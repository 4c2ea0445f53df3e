//! Pointer-gesture state machine driving the cabinet layout engine.
//!
//! One continuous pointer interaction is one [`GestureSession`]: created at
//! pointer-down, updated on every pointer-move, consumed at pointer-up or
//! cancel. The transitions are plain methods on [`LayoutController`] so the
//! machine is testable without a live input device.

use tracing::{debug, warn};

use super::{
    move_by, resize_axis_aligned, resize_rotation_aware, rotate_toward, Cabinet, CabinetLayout,
    Corner,
};
use crate::error::EditorError;
use crate::store::{CabinetStore, GeometryPatch};

/// Pointer movement below this many pixels between down and up is a
/// selection click, not a drag.
pub const DRAG_THRESHOLD_PX: f64 = 2.0;

/// Pixel-space rectangle of the layout container, captured at pointer-down.
#[derive(Debug, Clone, Copy, PartialEq)]
pub struct PixelRect {
    pub left: f64,
    pub top: f64,
    pub width: f64,
    pub height: f64,
}

impl PixelRect {
    pub fn new(left: f64, top: f64, width: f64, height: f64) -> Self {
        Self {
            left,
            top,
            width,
            height,
        }
    }

    /// A container without positive extent cannot map pixels to unit space.
    pub fn is_degenerate(&self) -> bool {
        !(self.width > 0.0 && self.height > 0.0)
    }
}

/// What a pointer-down grabbed.
#[derive(Debug, Clone, Copy, PartialEq, Eq)]
pub enum GestureKind {
    /// The cabinet body: dragging moves it.
    Move,
    /// The rotate handle above the cabinet.
    Rotate,
    /// One of the four corner resize handles.
    Resize(Corner),
}

/// Ephemeral per-pointer gesture state. Never persisted.
#[derive(Debug, Clone, Copy, PartialEq)]
pub struct GestureSession {
    pub cabinet_id: u64,
    pub pointer_id: u64,
    pub kind: GestureKind,
    /// Pointer position at pointer-down, in container pixels.
    pub start_pointer: (f64, f64),
    /// Cabinet geometry at pointer-down; all deltas apply to this snapshot.
    pub start_geometry: Cabinet,
    pub container: PixelRect,
    /// Set once the pointer crosses [`DRAG_THRESHOLD_PX`]. Until then the
    /// cabinet geometry is left untouched so a click stays a click.
    pub has_moved: bool,
}

/// Result of finishing a gesture.
#[derive(Debug, Clone, PartialEq)]
pub enum GestureOutcome {
    /// The pointer never crossed the drag threshold: the cabinet was
    /// selected, geometry unchanged.
    Selected(u64),
    /// A real drag finished; the patch carries the geometry to persist.
    Moved { cabinet_id: u64, patch: GeometryPatch },
    /// No session matched this pointer, or the target vanished mid-drag.
    Ignored,
}

/// Corner-resize strategy.
///
/// Axis-aligned matches the handles' screen directions only for unrotated
/// cabinets; rotation-aware projects the pointer delta onto the cabinet's
/// local axes and is the default.
#[derive(Debug, Clone, Copy, PartialEq, Eq, Default)]
pub enum ResizeStrategy {
    AxisAligned,
    #[default]
    RotationAware,
}

/// Owns one warehouse document's cabinet layout, selection and the single
/// active gesture session.
#[derive(Debug, Default)]
pub struct LayoutController {
    layout: CabinetLayout,
    session: Option<GestureSession>,
    selected_id: Option<u64>,
    edit_mode: bool,
    resize_strategy: ResizeStrategy,
}

impl LayoutController {
    pub fn new(layout: CabinetLayout) -> Self {
        Self {
            layout,
            ..Self::default()
        }
    }

    pub fn layout(&self) -> &CabinetLayout {
        &self.layout
    }

    /// Mutable access for the external create/delete/load operations.
    pub fn layout_mut(&mut self) -> &mut CabinetLayout {
        &mut self.layout
    }

    pub fn edit_mode(&self) -> bool {
        self.edit_mode
    }

    /// Enables or disables edit mode. Leaving edit mode clears the
    /// selection and drops any active session.
    pub fn set_edit_mode(&mut self, enabled: bool) {
        self.edit_mode = enabled;
        if !enabled {
            self.selected_id = None;
            self.session = None;
        }
    }

    pub fn resize_strategy(&self) -> ResizeStrategy {
        self.resize_strategy
    }

    pub fn set_resize_strategy(&mut self, strategy: ResizeStrategy) {
        self.resize_strategy = strategy;
    }

    pub fn selected_id(&self) -> Option<u64> {
        self.selected_id
    }

    /// Selects a cabinet directly (e.g. from a list view).
    pub fn select(&mut self, id: u64) -> bool {
        if self.layout.get(id).is_some() {
            self.selected_id = Some(id);
            true
        } else {
            false
        }
    }

    /// A click on empty canvas clears the selection.
    pub fn clear_selection(&mut self) {
        self.selected_id = None;
    }

    pub fn session(&self) -> Option<&GestureSession> {
        self.session.as_ref()
    }

    /// Starts a gesture session at pointer-down.
    ///
    /// Ignored (returns `false`) outside edit mode, while another session
    /// is active, for unknown cabinets, and for degenerate containers.
    /// Pointer capture on the caller's side ensures subsequent move/up
    /// events route back here with the same pointer id.
    pub fn begin_gesture(
        &mut self,
        cabinet_id: u64,
        pointer_id: u64,
        kind: GestureKind,
        pointer: (f64, f64),
        container: PixelRect,
    ) -> bool {
        if !self.edit_mode || self.session.is_some() || container.is_degenerate() {
            return false;
        }
        let Some(start) = self.layout.get(cabinet_id).copied() else {
            return false;
        };
        debug!(cabinet_id, ?kind, "gesture started");
        self.session = Some(GestureSession {
            cabinet_id,
            pointer_id,
            kind,
            start_pointer: pointer,
            start_geometry: start,
            container,
            has_moved: false,
        });
        true
    }

    /// Applies a pointer-move to the active session.
    ///
    /// Events for other pointer ids are ignored. If the target cabinet was
    /// deleted mid-drag the session is silently abandoned. Geometry is only
    /// mutated once the movement threshold has been crossed; every mutation
    /// is computed fresh from the start snapshot, so sub-threshold jitter
    /// never leaves a trace.
    pub fn update_gesture(&mut self, pointer_id: u64, pointer: (f64, f64)) {
        let Some(mut session) = self.session else {
            return;
        };
        if session.pointer_id != pointer_id {
            return;
        }
        if self.layout.get(session.cabinet_id).is_none() {
            debug!(
                cabinet_id = session.cabinet_id,
                "gesture target vanished, abandoning session"
            );
            self.session = None;
            return;
        }

        let dx_px = pointer.0 - session.start_pointer.0;
        let dy_px = pointer.1 - session.start_pointer.1;
        if dx_px.abs() > DRAG_THRESHOLD_PX || dy_px.abs() > DRAG_THRESHOLD_PX {
            session.has_moved = true;
        }
        let apply = session.has_moved;
        self.session = Some(session);
        if !apply {
            return;
        }

        let start = session.start_geometry;
        let dx = dx_px / session.container.width;
        let dy = dy_px / session.container.height;
        let next = match session.kind {
            GestureKind::Move => move_by(&start, dx, dy),
            GestureKind::Rotate => rotate_toward(&start, &session.container, pointer.0, pointer.1),
            GestureKind::Resize(corner) => match self.resize_strategy {
                ResizeStrategy::AxisAligned => resize_axis_aligned(&start, corner, dx, dy),
                ResizeStrategy::RotationAware => resize_rotation_aware(&start, corner, dx, dy),
            },
        };
        if let Some(cabinet) = self.layout.get_mut(session.cabinet_id) {
            *cabinet = next;
        }
    }

    /// Finishes a gesture at pointer-up.
    ///
    /// Below the drag threshold the gesture is a selection click; otherwise
    /// the caller receives the full geometry patch to hand to the
    /// persistence collaborator (see [`LayoutController::commit`]).
    pub fn end_gesture(&mut self, pointer_id: u64) -> GestureOutcome {
        let Some(session) = self.session else {
            return GestureOutcome::Ignored;
        };
        if session.pointer_id != pointer_id {
            return GestureOutcome::Ignored;
        }
        self.session = None;

        let Some(cabinet) = self.layout.get(session.cabinet_id) else {
            return GestureOutcome::Ignored;
        };
        if !session.has_moved {
            self.selected_id = Some(session.cabinet_id);
            return GestureOutcome::Selected(session.cabinet_id);
        }
        debug!(cabinet_id = session.cabinet_id, "gesture finished");
        GestureOutcome::Moved {
            cabinet_id: session.cabinet_id,
            patch: GeometryPatch::full(cabinet),
        }
    }

    /// Aborts the active gesture without committing (pointer-cancel).
    /// Whatever optimistic geometry is already applied stays as-is.
    pub fn cancel_gesture(&mut self, pointer_id: u64) {
        if let Some(session) = self.session {
            if session.pointer_id == pointer_id {
                debug!(cabinet_id = session.cabinet_id, "gesture cancelled");
                self.session = None;
            }
        }
    }

    /// Persists a finished gesture through the collaborator.
    ///
    /// On success the returned cabinet is merged back into local state. On
    /// failure the optimistic local geometry is kept and a non-fatal
    /// [`EditorError::Persistence`] is surfaced; no retry, no rollback.
    pub fn commit(
        &mut self,
        store: &dyn CabinetStore,
        cabinet_id: u64,
        patch: &GeometryPatch,
    ) -> Result<(), EditorError> {
        match store.update_geometry(cabinet_id, patch) {
            Ok(updated) => {
                self.layout.apply_update(updated);
                Ok(())
            }
            Err(source) => {
                warn!(
                    cabinet_id,
                    error = %source,
                    "cabinet geometry save failed, keeping optimistic local state"
                );
                Err(EditorError::Persistence { source })
            }
        }
    }
}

**Your assignment:** Starting with the line above that holds "selection click; otherwise" and stopping with the line that holds "pub fn end_gesture(&mut", reproduce each line exactly, omitting all other lines.

**Task output:**
    /// Below the drag threshold the gesture is a selection click; otherwise
    /// the caller receives the full geometry patch to hand to the
    /// persistence collaborator (see [`LayoutController::commit`]).
    pub fn end_gesture(&mut self, pointer_id: u64) -> GestureOutcome {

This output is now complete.